Carl Rickel's daughter Monique Rickel and her fiance Michael Vallespir, who are both nurses, can be seen decorating gingerbread houses in the COVID-free cafe, bringing a degree of normalcy back into their lives. To ensure their meetings are safe and virus-free, Carl built an air-tight room in his own house where guests can come over, without donning masks, and have a normal meal or conversation.

“We thought this is going be long term, the COVID pandemic,” Yvette Rickel, 61 and Carl’s wife, said. “We couldn’t imagine going month after month after month of just not sharing a meal together, and we love to share.”

The Rickel’s children are front line workers who’ve been battling the pandemic since the start. Their daughter, Monique Rickel, is a nurse at U-M Hospital and makes rounds in the COVID-19 ward. Her fiance, Michael Vallespir, is also a nurse at Ascension Providence Hospital in Novi, and he works with COVID-19 patients as well.

The Rickel family during Carl's and Yevette's son's and daughter-in-law's wedding.

After months of isolation, the room allows the Rickels to spend some time with their friends and children, enjoying old activities and conversations that everyone took for granted pre-pandemic. Carl even installed a microphone, usually seen in a bank-telling window, in the plexiglass room.
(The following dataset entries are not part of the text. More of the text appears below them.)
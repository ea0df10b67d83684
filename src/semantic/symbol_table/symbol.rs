use crate::base::LexicalRange;
use rowan::TextRange;
use serde::{Deserialize, Serialize};
use smol_str::SmolStr;

/// Unique identifier for a symbol in the arena.
/// Uses u32 for compact storage (supports ~4 billion symbols).
#[derive(Debug, Clone, Copy, PartialEq, Eq, Hash, PartialOrd, Ord)]
pub struct SymbolId(pub u32);

impl SymbolId {
    /// Create a new SymbolId from an index
    pub fn new(index: usize) -> Self {
        Self(index as u32)
    }

    /// Get the index into the arena
    pub fn index(self) -> usize {
        self.0 as usize
    }
}

/// Kind of a named entity in a grammar
#[derive(Debug, Clone, Copy, PartialEq, Eq, Hash, PartialOrd, Ord, Serialize, Deserialize)]
pub enum SymbolKind {
    Terminal,
    Keyword,
    TokenVocab,
    Import,
    BuiltInLexerToken,
    VirtualLexerToken,
    FragmentLexerToken,
    LexerRule,
    BuiltInMode,
    LexerMode,
    BuiltInChannel,
    TokenChannel,
    ParserRule,
    Operator,
    Option,
    TokenReference,
    RuleReference,
    LexerCommand,
    GlobalNamedAction,
    LocalNamedAction,
    ParserAction,
    LexerAction,
    ParserPredicate,
    LexerPredicate,
    Arguments,
}

impl SymbolKind {
    /// Kinds that can satisfy a token reference
    pub const TOKENS: &'static [SymbolKind] = &[
        SymbolKind::BuiltInLexerToken,
        SymbolKind::VirtualLexerToken,
        SymbolKind::FragmentLexerToken,
        SymbolKind::LexerRule,
    ];

    pub const CHANNELS: &'static [SymbolKind] =
        &[SymbolKind::BuiltInChannel, SymbolKind::TokenChannel];

    pub const MODES: &'static [SymbolKind] = &[SymbolKind::BuiltInMode, SymbolKind::LexerMode];

    /// Action and predicate kinds, in reporting order
    pub const ACTIONS: &'static [SymbolKind] = &[
        SymbolKind::GlobalNamedAction,
        SymbolKind::LocalNamedAction,
        SymbolKind::ParserAction,
        SymbolKind::LexerAction,
        SymbolKind::ParserPredicate,
        SymbolKind::LexerPredicate,
    ];

    /// Symbols that can be found by name (definitions, not actions or options)
    pub fn is_named_definition(self) -> bool {
        matches!(
            self,
            SymbolKind::TokenVocab
                | SymbolKind::Import
                | SymbolKind::BuiltInLexerToken
                | SymbolKind::VirtualLexerToken
                | SymbolKind::FragmentLexerToken
                | SymbolKind::LexerRule
                | SymbolKind::BuiltInMode
                | SymbolKind::LexerMode
                | SymbolKind::BuiltInChannel
                | SymbolKind::TokenChannel
                | SymbolKind::ParserRule
        )
    }

    pub fn is_rule(self) -> bool {
        matches!(
            self,
            SymbolKind::ParserRule | SymbolKind::LexerRule | SymbolKind::FragmentLexerToken
        )
    }

    pub fn is_builtin(self) -> bool {
        matches!(
            self,
            SymbolKind::BuiltInLexerToken | SymbolKind::BuiltInMode | SymbolKind::BuiltInChannel
        )
    }

    /// Human readable description, as shown in hovers
    pub fn description(self) -> &'static str {
        match self {
            SymbolKind::Terminal => "Terminal",
            SymbolKind::Keyword => "Keyword",
            SymbolKind::TokenVocab => "Token Vocabulary",
            SymbolKind::Import => "Import",
            SymbolKind::BuiltInLexerToken => "Built-in Lexer Token",
            SymbolKind::VirtualLexerToken => "Virtual Lexer Token",
            SymbolKind::FragmentLexerToken => "Fragment Lexer Token",
            SymbolKind::LexerRule => "Lexer Rule",
            SymbolKind::BuiltInMode => "Built-in Lexer Mode",
            SymbolKind::LexerMode => "Lexer Mode",
            SymbolKind::BuiltInChannel => "Built-in Token Channel",
            SymbolKind::TokenChannel => "Token Channel",
            SymbolKind::ParserRule => "Parser Rule",
            SymbolKind::Operator => "Operator",
            SymbolKind::Option => "Grammar Option",
            SymbolKind::TokenReference => "Token Reference",
            SymbolKind::RuleReference => "Rule Reference",
            SymbolKind::LexerCommand => "Lexer Command",
            SymbolKind::GlobalNamedAction => "Global Named Action",
            SymbolKind::LocalNamedAction => "Local Named Action",
            SymbolKind::ParserAction => "Parser Action",
            SymbolKind::LexerAction => "Lexer Action",
            SymbolKind::ParserPredicate => "Parser Predicate",
            SymbolKind::LexerPredicate => "Lexer Predicate",
            SymbolKind::Arguments => "Native Arguments",
        }
    }
}

/// Source text and lexical range of a symbol's definition
#[derive(Debug, Clone, PartialEq, Eq, Serialize, Deserialize)]
pub struct Definition {
    pub text: String,
    pub range: LexicalRange,
}

/// A named entity defined in one grammar file
#[derive(Debug, Clone, PartialEq)]
pub struct Symbol {
    pub name: SmolStr,
    pub kind: SymbolKind,
    /// Path of the defining grammar (`ANTLR runtime` for built-ins)
    pub source: String,
    pub definition: Option<Definition>,
    /// Doc comment preceding the definition
    pub description: Option<String>,
    /// Byte range of the whole definition
    pub text_range: Option<TextRange>,
    /// Byte range of the defining identifier
    pub name_range: Option<TextRange>,
    /// Lexer mode a lexer rule belongs to
    pub mode: Option<SmolStr>,
    /// Enclosing symbol for nested symbols (actions, arguments)
    pub parent: Option<SymbolId>,
}

impl Symbol {
    pub fn new(name: impl Into<SmolStr>, kind: SymbolKind, source: impl Into<String>) -> Self {
        Self {
            name: name.into(),
            kind,
            source: source.into(),
            definition: None,
            description: None,
            text_range: None,
            name_range: None,
            mode: None,
            parent: None,
        }
    }

    pub fn with_definition(mut self, text: impl Into<String>, range: LexicalRange) -> Self {
        self.definition = Some(Definition {
            text: text.into(),
            range,
        });
        self
    }

    pub fn with_description(mut self, description: Option<String>) -> Self {
        self.description = description;
        self
    }

    pub fn with_ranges(mut self, text_range: TextRange, name_range: Option<TextRange>) -> Self {
        self.text_range = Some(text_range);
        self.name_range = name_range;
        self
    }

    pub fn with_mode(mut self, mode: Option<SmolStr>) -> Self {
        self.mode = mode;
        self
    }

    pub fn with_parent(mut self, parent: Option<SymbolId>) -> Self {
        self.parent = parent;
        self
    }
}

/// A use of a name inside a grammar: a reference or the defining identifier itself
#[derive(Debug, Clone, PartialEq, Eq)]
pub struct Occurrence {
    pub name: SmolStr,
    /// `TokenReference`, `RuleReference`, `TokenChannel`, `LexerMode` or the definition kind
    pub kind: SymbolKind,
    pub range: TextRange,
    pub lexical: LexicalRange,
    pub is_definition: bool,
    /// Rule containing the occurrence
    pub rule: Option<SmolStr>,
}

/// Query result describing a symbol to the editor host
#[derive(Debug, Clone, PartialEq, Eq, Serialize, Deserialize)]
pub struct SymbolInfo {
    pub kind: SymbolKind,
    pub name: String,
    pub source: String,
    pub definition: Option<Definition>,
    pub description: Option<String>,
}

impl From<&Symbol> for SymbolInfo {
    fn from(symbol: &Symbol) -> Self {
        Self {
            kind: symbol.kind,
            name: symbol.name.to_string(),
            source: symbol.source.clone(),
            definition: symbol.definition.clone(),
            description: symbol.description.clone(),
        }
    }
}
“I went and bought plywood from Home Depot and cut it to fit while it was still warm out. I bought plexiglass, which was getting hard to get because everyone was putting up plexiglass in their businesses,” he said. “After that, I screwed, glued and taped everything together and attached it to the wall, the ceiling, and the sliding panels, so it would fit perfectly with the gasketing to use for the air conditioners.”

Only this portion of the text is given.